Uniper, la société issue de la scission d’E.ON, dépendait de Gazprom pour une part non divulguée mais importante de ses importations de gaz, qu’elle vendait ensuite aux services publics et aux clients industriels locaux. Les flux russes ayant considérablement chuté, le gouvernement allemand a pris des mesures pour éviter un effet de type «  Lehman Brothers  » sur les marchés du gaz.

« Tout ce qui compte, nous le ferons, aujourd’hui et aussi longtemps qu’il le faudra », a déclaré le chancelier Olaf Scholz, qui a repoussé ses vacances d’été pour annoncer cette mesure.

Le gouvernement va donc presque quadrupler le prêt de la banque d’État à Uniper, qui passera de 2 à 9 milliards d’euros, tout en allouant 8 milliards d’euros à l’achat d’actions Uniper. Cela permettra ainsi à l’État de détenir 30 % de la société.

Un autre montant de 7,7 milliards d’euros sera mis à disposition de manière optionnelle sous la forme d’une obligation convertible (qui se transformera également en actions).

La majeure partie d’Uniper était détenue par l’entreprise publique finlandaise Fortum, qui possédait 78 % des parts.

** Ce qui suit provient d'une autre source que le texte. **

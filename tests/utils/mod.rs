#![allow(dead_code)]

use log::kv::Key;
use log::{set_max_level, Level, Log, Metadata, Record};
use rand::distr::{Alphanumeric, SampleString};
use std::cell::RefCell;

pub fn produce_mock_path() -> (String, String) {
    let client_key = rand_client_key();
    (client_key.clone(), format!("/api/features/{client_key}"))
}

pub fn rand_client_key() -> String {
    format!("sdk-{}", Alphanumeric.sample_string(&mut rand::rng(), 16))
}

pub fn construct_bool_json_payload(key: &str, val: bool) -> String {
    format!(r#"{{"features": {{"{key}": {{"defaultValue": {val}}}}}}}"#)
}

pub fn construct_stream_event(key: &str, val: bool) -> String {
    format!(
        "event: features\ndata: {}\n\n",
        construct_bool_json_payload(key, val)
    )
}

pub struct RecordingLogger {}

impl RecordingLogger {
    thread_local!(pub static LOGS: RefCell<String> = RefCell::new(String::default()));

    pub fn take() -> String {
        Self::LOGS.with_borrow_mut(std::mem::take)
    }
}

impl Log for RecordingLogger {
    fn enabled(&self, metadata: &Metadata) -> bool {
        metadata.level() <= log::max_level() && metadata.target().contains("featgate")
    }

    fn log(&self, record: &Record) {
        if !self.enabled(record.metadata()) {
            return;
        }
        let level = match record.level() {
            Level::Error => "ERROR",
            Level::Warn => "WARNING",
            Level::Info => "INFO",
            Level::Debug => "DEBUG",
            Level::Trace => "TRACE",
        };
        let event_id = record
            .key_values()
            .get(Key::from("event_id"))
            .and_then(|id| id.to_i64())
            .unwrap_or_default();
        Self::LOGS.with_borrow_mut(|l| {
            l.push_str(format!("{level} [{event_id}] {}\n", record.args()).as_str())
        });
    }

    fn flush(&self) {}
}

pub fn log_record_init() {
    set_max_level(log::LevelFilter::Info);
    _ = log::set_logger(&RecordingLogger {});
}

Le gouvernement finlandais avait déclaré qu’il n’injecterait pas de fonds supplémentaires dans l’entreprise en difficulté.

Fortum s’est en revanche vu interdire de reprendre les 4 milliards d’euros de prêts accordés à Uniper, avec la possibilité de transformer le prêt en actions, et il est tenu d’offrir une autre ligne de crédit à hauteur de 4 milliards d’euros.

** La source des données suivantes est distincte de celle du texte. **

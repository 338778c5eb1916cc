use std::fmt::{Display, Formatter};

/// Describes why an evaluated feature got its value.
#[derive(Debug, Clone, Copy, PartialEq, Eq)]
pub enum FeatureSource {
    /// The feature key is not in the feature map.
    UnknownFeature,
    /// No rule matched, the feature's default value was used.
    DefaultValue,
    /// A force rule matched.
    Force,
    /// A percentage rollout rule matched.
    Rollout,
    /// An experiment rule put the user into a variation.
    Experiment,
    /// The value was forced on the context.
    Override,
    /// A gating prerequisite feature blocked the evaluation.
    Prerequisite,
    /// Prerequisite features depend on each other in a cycle.
    CyclicPrerequisite,
}

impl Display for FeatureSource {
    fn fmt(&self, f: &mut Formatter<'_>) -> std::fmt::Result {
        match self {
            FeatureSource::UnknownFeature => f.write_str("unknownFeature"),
            FeatureSource::DefaultValue => f.write_str("defaultValue"),
            FeatureSource::Force => f.write_str("force"),
            FeatureSource::Rollout => f.write_str("rollout"),
            FeatureSource::Experiment => f.write_str("experiment"),
            FeatureSource::Override => f.write_str("override"),
            FeatureSource::Prerequisite => f.write_str("prerequisite"),
            FeatureSource::CyclicPrerequisite => f.write_str("cyclicPrerequisite"),
        }
    }
}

Entreprise d’importance systémique

Pour l’Allemagne, Uniper est considérée comme ayant une importance systémique car elle est un intermédiaire crucial entre les marchés du gaz, les services publics locaux et les consommateurs industriels.

« Uniper est une entreprise qui revêt une importance centrale ; de nombreux services publics municipaux et entreprises industrielles dépendent des approvisionnements en gaz d’Uniper », a déclaré le ministre des Finances, Christian Lindner.

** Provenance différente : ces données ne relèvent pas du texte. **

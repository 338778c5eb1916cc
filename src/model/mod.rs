pub mod enums;
pub mod experiment;
pub mod feature;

En outre, Uniper dispose vraisemblablement de précieux contrats à long terme avec la société russe Gazprom, qui lui permettent d’acheter du gaz à bas prix.

« Nous ne laisserons pas une entreprise d’importance systémique comme Uniper tomber et mettre ainsi en danger la sécurité de l’approvisionnement en Allemagne », a expliqué Robert Habeck, ministre de l’Économie et du Climat.

Pour Uniper, qui perd des dizaines de millions d’euros par jour car elle est obligée d’acheter du gaz à un prix élevé sur les marchés au comptant afin de remplacer les quantités manquantes qu’elle est contractuellement tenue de recevoir de la Russie, l’ajout de liquidités supplémentaires n’est qu’une solution temporaire.

La société bénéficiera toutefois d’un soutien supplémentaire grâce à une modification récemment apportée à la loi sur la sécurité énergétique datant des années 1970, qui permet aux compagnies gazières de mutualiser leurs coûts supplémentaires entre tous les clients du secteur du gaz.

« Afin d’assurer la sécurité de l’approvisionnement en énergie, nous voulons donc utiliser le mécanisme de réaffectation prévu par la loi sur la sécurité énergétique et nous en parlerons au Parlement », a ajouté M. Habeck.

Les observateurs reconnaissent la nécessité de renflouer le géant gazier en difficulté. « Sauver Uniper est le prochain mal nécessaire », a déclaré l’experte en économie énergétique Claudia Kemfert sur Twitter.

Toutefois, à l’instar du sauvetage des banques lors de la crise financière de 2008, sauver les entreprises du secteur de l’énergie de la catastrophe dans laquelle elles se sont engagées semble laisser un goût amer.

« Une fois de plus, les contribuables doivent payer pour les décisions énergétiques malavisées des entreprises », a-t-elle ajouté.